As a result of constraining both the N-Cα-C bond angles and maximum angular displacement during a move, the acceptance statistics remain relatively high for segments sizes from 2 to 12 (Supplemental Figure 1D). For the PDZ domain test simulation, backbone only moves showed an average acceptance ratio of 29%, and rotamer only moves showed an acceptance ratio of 34% (data not shown). When combined with the much less accepted simultaneous rotamer/backbone moves, the overall acceptance ratio drops to 26% (weighted mean of all move types). Elimination of simultaneous rotamer/backbone moves would increase the overall acceptance rate to 30%.

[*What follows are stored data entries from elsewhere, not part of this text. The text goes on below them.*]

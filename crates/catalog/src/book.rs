use chrono::NaiveDate;
use serde::{Deserialize, Serialize};

use shelfkeep_core::{BookId, Criterion, DomainError, DomainResult, Entity, Filter, Predicate};

use crate::contains_ci;
use crate::isbn::Isbn;

/// Book genre, stored by name.
#[derive(Debug, Copy, Clone, PartialEq, Eq, Hash, PartialOrd, Ord, Serialize, Deserialize)]
#[serde(rename_all = "SCREAMING_SNAKE_CASE")]
pub enum Genre {
    Fiction,
    NonFiction,
    Mystery,
    Thriller,
    ScienceFiction,
    Fantasy,
    Romance,
    Biography,
    History,
    Poetry,
    Children,
    Reference,
}

impl Genre {
    pub const ALL: [Genre; 12] = [
        Genre::Fiction,
        Genre::NonFiction,
        Genre::Mystery,
        Genre::Thriller,
        Genre::ScienceFiction,
        Genre::Fantasy,
        Genre::Romance,
        Genre::Biography,
        Genre::History,
        Genre::Poetry,
        Genre::Children,
        Genre::Reference,
    ];

    pub fn as_str(&self) -> &'static str {
        match self {
            Genre::Fiction => "FICTION",
            Genre::NonFiction => "NON_FICTION",
            Genre::Mystery => "MYSTERY",
            Genre::Thriller => "THRILLER",
            Genre::ScienceFiction => "SCIENCE_FICTION",
            Genre::Fantasy => "FANTASY",
            Genre::Romance => "ROMANCE",
            Genre::Biography => "BIOGRAPHY",
            Genre::History => "HISTORY",
            Genre::Poetry => "POETRY",
            Genre::Children => "CHILDREN",
            Genre::Reference => "REFERENCE",
        }
    }
}

impl core::fmt::Display for Genre {
    fn fmt(&self, f: &mut core::fmt::Formatter<'_>) -> core::fmt::Result {
        f.write_str(self.as_str())
    }
}

impl core::str::FromStr for Genre {
    type Err = DomainError;

    fn from_str(s: &str) -> Result<Self, Self::Err> {
        Genre::ALL
            .into_iter()
            .find(|g| g.as_str().eq_ignore_ascii_case(s))
            .ok_or_else(|| DomainError::validation(format!("unknown genre '{s}'")))
    }
}

/// A catalogued book.
#[derive(Debug, Clone, PartialEq, Eq, Serialize, Deserialize)]
pub struct BookRecord {
    pub id: BookId,
    pub title: String,
    pub author: String,
    pub genre: Genre,
    pub isbn: Isbn,
    pub publication_date: NaiveDate,
}

impl Entity for BookRecord {
    type Id = BookId;

    fn id(&self) -> &Self::Id {
        &self.id
    }
}

impl BookRecord {
    pub fn from_new(id: BookId, book: NewBook) -> Self {
        Self {
            id,
            title: book.title,
            author: book.author,
            genre: book.genre,
            isbn: book.isbn,
            publication_date: book.publication_date,
        }
    }

    /// Overwrite every attribute except the identifier.
    pub fn apply_update(&mut self, book: NewBook) {
        self.title = book.title;
        self.author = book.author;
        self.genre = book.genre;
        self.isbn = book.isbn;
        self.publication_date = book.publication_date;
    }
}

/// Attributes for creating or replacing a book.
#[derive(Debug, Clone, PartialEq, Eq, Serialize, Deserialize)]
pub struct NewBook {
    pub title: String,
    pub author: String,
    pub genre: Genre,
    pub isbn: Isbn,
    pub publication_date: NaiveDate,
}

impl NewBook {
    pub fn validate(&self) -> DomainResult<()> {
        if self.title.trim().is_empty() {
            return Err(DomainError::validation("title cannot be empty"));
        }
        if self.author.trim().is_empty() {
            return Err(DomainError::validation("author cannot be empty"));
        }
        Ok(())
    }
}

/// Sortable book attributes for catalog searches.
#[derive(Debug, Copy, Clone, PartialEq, Eq, Hash, Serialize, Deserialize)]
#[serde(rename_all = "snake_case")]
pub enum BookSortKey {
    Title,
    Author,
    PublicationDate,
}

impl BookSortKey {
    pub fn compare(&self, a: &BookRecord, b: &BookRecord) -> core::cmp::Ordering {
        match self {
            BookSortKey::Title => a.title.cmp(&b.title),
            BookSortKey::Author => a.author.cmp(&b.author),
            BookSortKey::PublicationDate => a.publication_date.cmp(&b.publication_date),
        }
    }
}

/// Concrete tests over a [`BookRecord`].
///
/// Text needles are lowercased at construction.
#[derive(Debug, Clone, PartialEq, Eq)]
pub enum BookCriterion {
    TitleContains(String),
    AuthorContains(String),
    GenreIs(Genre),
    IsbnIs(Isbn),
    /// Inclusive on both ends; an open end is unbounded.
    PublishedBetween {
        from: Option<NaiveDate>,
        to: Option<NaiveDate>,
    },
}

impl Criterion for BookCriterion {
    type Subject = BookRecord;

    fn matches(&self, book: &BookRecord) -> bool {
        match self {
            BookCriterion::TitleContains(needle) => contains_ci(&book.title, needle),
            BookCriterion::AuthorContains(needle) => contains_ci(&book.author, needle),
            BookCriterion::GenreIs(genre) => book.genre == *genre,
            BookCriterion::IsbnIs(isbn) => book.isbn == *isbn,
            BookCriterion::PublishedBetween { from, to } => {
                from.is_none_or(|f| book.publication_date >= f)
                    && to.is_none_or(|t| book.publication_date <= t)
            }
        }
    }
}

/// Title contains `title`, ignoring case. `None` means no constraint.
pub fn title_like(title: Option<&str>) -> Filter<BookCriterion> {
    title.and_then(|t| Predicate::filter(BookCriterion::TitleContains(t.to_lowercase())))
}

/// Author contains `author`, ignoring case. `None` means no constraint.
pub fn author_like(author: Option<&str>) -> Filter<BookCriterion> {
    author.and_then(|a| Predicate::filter(BookCriterion::AuthorContains(a.to_lowercase())))
}

pub fn genre_is(genre: Option<Genre>) -> Filter<BookCriterion> {
    genre.and_then(|g| Predicate::filter(BookCriterion::GenreIs(g)))
}

pub fn isbn_is(isbn: Option<Isbn>) -> Filter<BookCriterion> {
    isbn.and_then(|i| Predicate::filter(BookCriterion::IsbnIs(i)))
}

/// Publication date within `[from, to]`; both ends absent means no constraint.
pub fn published_between(
    from: Option<NaiveDate>,
    to: Option<NaiveDate>,
) -> Filter<BookCriterion> {
    if from.is_none() && to.is_none() {
        return None;
    }
    Predicate::filter(BookCriterion::PublishedBetween { from, to })
}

Optimized Placement of Cβ and Hα Atoms

An important methodological consideration in a procedure that modulates Cα backbone bond angles is how the positions of the branching Cβ and hydrogen atoms are simultaneously varied. Placement of branching atoms means positioning of Cβ and Hα relative to the N, Cα, and C atoms. A number of angular bisecting heuristics can be applied to place those atoms in positions with acceptable geometries. In this work, to reduce bond angle strain, the branching atoms are placed in positions at the minimum of the force field bond angle potential, given the current N-Cα-C bond angle. Minimization after every Monte Carlo move would be computationally expensive. Fortunately, the minimized internal coordinates of those atoms follow a predictable pattern (Supplemental Figure 4). To enable fast updates of the position of a branching atom X, quadratic functions were fit that related a series of N-Cα-C backbone bond angles to the corresponding fully minimized branching atom internal coordinates, namely the C-N-Cα-X torsion offset from ϕ, and the N-Cα-X bond angle (Supplemental Table 2). These fits were very accurate even to highly unfavorable bond angle energies of 20 kcal/mol.

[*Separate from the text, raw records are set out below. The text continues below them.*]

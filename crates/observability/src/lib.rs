//! Tracing, logging, metrics (shared setup).

/// Initialize process-wide observability (tracing/logging).
///
/// This is safe to call multiple times; subsequent calls become no-ops.
pub fn init() {
    tracing::init();
}

/// Tracing configuration (filters, layers).
pub mod tracing;

/// Stock movement metrics (sold / restocked).
pub mod metrics;

pub use metrics::{
    InMemoryStockMetrics, NoopStockMetrics, StockMetric, StockMetrics, Summary,
    TracingStockMetrics,
};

After every backrub move, the new branching atom positions are found using those quadratic fits. Subsequently, the coordinates of the side chain prior to the move are rotated about the Cα atom pivot point such that the old Cβ atom is collinear with the new Cα-Cβ axis. Finally, the whole side chain is rotated slightly about the Cα-Cβ axis to restore the χ1 angle to its original value.

Simulation of 3-Residue Backrubs (Test 1)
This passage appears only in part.